Sembrami per altro ch’egli abbia abbracciato troppe e troppo svariate cose, tanto che il suo Dizionario somiglia assai a quelli che si vuol chiamare Dizionari di conversazione, de’ quali vi sono già degli esempi nella nostra e più in altre moderne lingue. Qui infatti si trova quasi una piccola enciclopedia di storia, poesia, scienza, geografia ecc. Mi sarebbe sembrato miglior cosa l’essersi ristretti alla lingua comune ne’ suoi molteplici casi non comunemente registrati, ed anche, se volevasi, ne’ principali proverbi e dicterii, senza entrare in cose troppo speciali od erudite, come Vasel d’ogni froda, Vecchio stile, Venere di Milo, Veneree malattie, Vera incessu patuit Dea, Vil maggioranza, e tante altre simili. I confini del Dizionario restano, se non erro, male determinati, nè si può scansare il troppo od il poco. Lodo bensì il distinguere che vi si fa del merito di ciascuna voce, anche secondo l’approvazione o la disapprovazione de’ puristi, verso i quali l’Autore non si mostra ingiusto, e fa bene.

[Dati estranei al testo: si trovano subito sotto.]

pub mod commands;

use clap::{Args, Parser, Subcommand};

use crate::domain::VerseKey;

#[derive(Parser)]
#[command(name = "mushaf")]
#[command(about = "A terminal Quran reader with verse-by-verse recitation", long_about = None)]
pub struct Cli {
    /// Preferences database (default: <data dir>/mushaf/mushaf.db)
    #[arg(long, global = true)]
    pub db: Option<std::path::PathBuf>,

    /// Configuration file (default: <config dir>/mushaf/config.toml)
    #[arg(long, global = true)]
    pub config: Option<std::path::PathBuf>,

    /// Append logs to this file (the reader logs to <data dir>/mushaf/mushaf.log
    /// by default, other commands to stderr)
    #[arg(long, global = true)]
    pub log: Option<std::path::PathBuf>,

    #[command(subcommand)]
    pub command: Option<Commands>,
}

#[derive(Subcommand)]
pub enum Commands {
    /// Launch the reader (the default)
    Tui {
        /// Surah to open instead of the last one read
        #[arg(short, long)]
        chapter: Option<u16>,
    },
    /// Print a surah with its translation and transliteration
    Show {
        /// Surah number (1-114)
        chapter: u16,
    },
    /// Print a verse in copyable form, e.g. `copy 2:255`
    Copy {
        /// Verse as surah:ayah
        verse: VerseKey,

        /// Use the share layout, with a link when `[share] origin` is set
        #[arg(long)]
        share: bool,
    },
    /// List all surahs
    Chapters,
    /// List available reciters
    Reciters,
    /// List available translations
    Translations,
    /// List favorite verses
    Favorites,
    /// Add a verse to favorites, or remove it if already there
    Favorite {
        /// Verse as surah:ayah
        verse: VerseKey,
    },
    /// Show or change saved preferences
    Prefs(PrefsArgs),
}

#[derive(Args, Debug, Default)]
pub struct PrefsArgs {
    /// Reciter identifier, see `mushaf reciters`
    #[arg(long)]
    pub reciter: Option<String>,

    /// Translation identifier, see `mushaf translations`
    #[arg(long)]
    pub translation: Option<String>,

    #[arg(long)]
    pub dark_mode: Option<bool>,

    #[arg(long, value_parser = clap::value_parser!(u16).range(10..=72))]
    pub arabic_font_size: Option<u16>,

    #[arg(long, value_parser = clap::value_parser!(u16).range(10..=72))]
    pub translation_font_size: Option<u16>,
}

La Prefazione contiene molte verità, e attesta nell’Autore un criterio sano ed imparziale, ma non sempre ben determinato e un po’ cedevole alle transazioni, tanto che ora dice di sì, ora di no; senza venire ad una conclusione netta. Lo stile la pretende troppo allo spiritoso e all’umorista, e si riveste di troppe frasi del moderno gergo scientifico; se pure l’Autore non l’ha fatto apposta per parere scrittore di gusto moderno, e conformarsi al titolo della sua opera.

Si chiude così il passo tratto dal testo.